= What this task involves =
Write out the following listing's lines from the one with "for HTTP API" to the one with "Interactive shell (default)", exactly, with both included and no others.

= Data for the task =
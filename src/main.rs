use std::path::PathBuf;

use anyhow::Context;
use clap::{Parser, Subcommand};
use tracing_subscriber::{layer::SubscriberExt, util::SubscriberInitExt};

use emos::api;
use emos::client::{self, BackendClient, HttpProbe, Offline, ProcessBackend};
use emos::config::{get_config_path, ShellConfig};
use emos::shell::loader::BuiltinModules;
use emos::shell::registry::FeatureRegistry;
use emos::shell::units::UnitSelection;
use emos::shell::{repl, Shell};
use emos_core::models::FeatureId;

#[derive(Parser)]
#[command(name = "emos")]
#[command(about = "Materials exploration feature panels in the terminal")]
struct Cli {
    /// Config file (default: <config dir>/emos/config.json)
    #[arg(long, global = true)]
    config: Option<PathBuf>,

    /// Backend base URL, overrides config and probing
    #[arg(long, global = true)]
    backend: Option<String>,

    #[command(subcommand)]
    command: Option<Commands>,
}

#[derive(Subcommand)]
enum Commands {
    /// Start the EMOS backend
    Serve {
        /// Port for HTTP API
        #[arg(short, long, default_value_t = api::DEFAULT_PORT)]
        port: u16,

        /// Address to bind
        #[arg(long, default_value = "127.0.0.1")]
        host: String,
    },
    /// Interactive shell (default)
    Shell {
        /// Never contact the backend
        #[arg(long)]
        offline: bool,
    },
    /// Run one feature and print the finished panel
    Run {
        /// Feature id
        id: u32,

        /// Input as key=value, repeatable
        #[arg(short, long = "input", value_name = "KEY=VALUE")]
        inputs: Vec<String>,

        /// Never contact the backend
        #[arg(long)]
        offline: bool,
    },
    /// List the feature catalog
    Features,
    /// Check the backend's health endpoint
    Health,
    /// Print the effective configuration
    Config {
        /// Also write it to the config file
        #[arg(long)]
        write: bool,
    },
}

/// Initialize tracing with output to stderr (shell modes) or stdout
fn init_tracing(use_stderr: bool) {
    let filter = tracing_subscriber::EnvFilter::new(
        std::env::var("RUST_LOG").unwrap_or_else(|_| "emos=debug,tower_http=debug".into()),
    );

    if use_stderr {
        // Shell modes: stdout carries the rendered view
        tracing_subscriber::registry()
            .with(filter)
            .with(tracing_subscriber::fmt::layer().with_writer(std::io::stderr))
            .init();
    } else {
        tracing_subscriber::registry()
            .with(filter)
            .with(tracing_subscriber::fmt::layer())
            .init();
    }
}

fn show_config(cli: &Cli, config: &ShellConfig, write: bool) -> anyhow::Result<()> {
    println!("{}", serde_json::to_string_pretty(config)?);
    if write {
        let path = match &cli.config {
            Some(path) => {
                config.save_to(path)?;
                path.clone()
            }
            None => {
                config.save()?;
                get_config_path()?
            }
        };
        println!("Saved to {}", path.display());
    }
    Ok(())
}

fn load_config(cli: &Cli) -> ShellConfig {
    let mut config = match &cli.config {
        Some(path) => ShellConfig::load_from(path),
        None => ShellConfig::load(),
    };
    if let Some(url) = &cli.backend {
        config.backend_url = Some(url.clone());
    }
    config
}

async fn connect(config: &ShellConfig) -> BackendClient {
    let url = client::resolve_backend_url(&config.resolve_options(), &HttpProbe::new()).await;
    tracing::info!("Using backend {}", url);
    BackendClient::new(url)
}

fn build_shell<B: ProcessBackend>(config: &ShellConfig, backend: B) -> Shell<BuiltinModules, B> {
    let shell = Shell::new(
        FeatureRegistry::builtin(),
        BuiltinModules,
        backend,
        config.timings.clone(),
    )
    .with_units(UnitSelection::from_config(config));
    match config.seed {
        Some(seed) => shell.with_seed(seed),
        None => shell,
    }
}

async fn run_once<B: ProcessBackend>(
    mut shell: Shell<BuiltinModules, B>,
    id: u32,
    inputs: &[String],
) -> anyhow::Result<()> {
    shell.open_feature(FeatureId(id)).await;
    for input in inputs {
        let (key, value) = input
            .split_once('=')
            .with_context(|| format!("Input '{}' is not key=value", input))?;
        shell.set_input(key.trim(), value)?;
    }

    shell.start_processing()?;
    shell.wait_for_processing().await;
    println!("{}", shell.render());
    Ok(())
}

async fn serve(host: &str, port: u16) -> anyhow::Result<()> {
    tracing::info!("Starting EMOS backend on port {}", port);

    let app = api::create_router(api::BackendState::new());

    let listener = tokio::net::TcpListener::bind(format!("{}:{}", host, port)).await?;
    tracing::info!("EMOS backend listening on http://{}:{}", host, port);

    axum::serve(listener, app).await?;
    Ok(())
}

#[tokio::main]
async fn main() -> anyhow::Result<()> {
    let cli = Cli::parse();

    let use_stderr = !matches!(cli.command, Some(Commands::Serve { .. }));
    init_tracing(use_stderr);

    let config = load_config(&cli);

    match cli.command {
        Some(Commands::Serve { port, ref host }) => serve(host, port).await?,
        Some(Commands::Run {
            id,
            ref inputs,
            offline,
        }) => {
            if offline {
                run_once(build_shell(&config, Offline), id, inputs).await?;
            } else {
                let backend = connect(&config).await;
                run_once(build_shell(&config, backend), id, inputs).await?;
            }
        }
        Some(Commands::Features) => {
            for entry in FeatureRegistry::builtin().entries() {
                println!("{:>3}  {:<28} {}", entry.id, entry.name, entry.description);
            }
        }
        Some(Commands::Health) => {
            let backend = connect(&config).await;
            match backend.health().await {
                Ok(()) => {
                    let features = backend.features().await.unwrap_or_default();
                    println!(
                        "{} is up ({} features)",
                        backend.base_url(),
                        features.len()
                    );
                }
                Err(e) => {
                    println!("{} is down: {}", backend.base_url(), e);
                    std::process::exit(1);
                }
            }
        }
        Some(Commands::Config { write }) => show_config(&cli, &config, write)?,
        Some(Commands::Shell { offline: true }) => {
            repl::run(build_shell(&config, Offline)).await?;
        }
        Some(Commands::Shell { offline: false }) | None => {
            let backend = connect(&config).await;
            repl::run(build_shell(&config, backend)).await?;
        }
    }

    Ok(())
}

= Solution to the exercise =
        /// Port for HTTP API
        #[arg(short, long, default_value_t = api::DEFAULT_PORT)]
        port: u16,

        /// Address to bind
        #[arg(long, default_value = "127.0.0.1")]
        host: String,
    },
    /// Interactive shell (default)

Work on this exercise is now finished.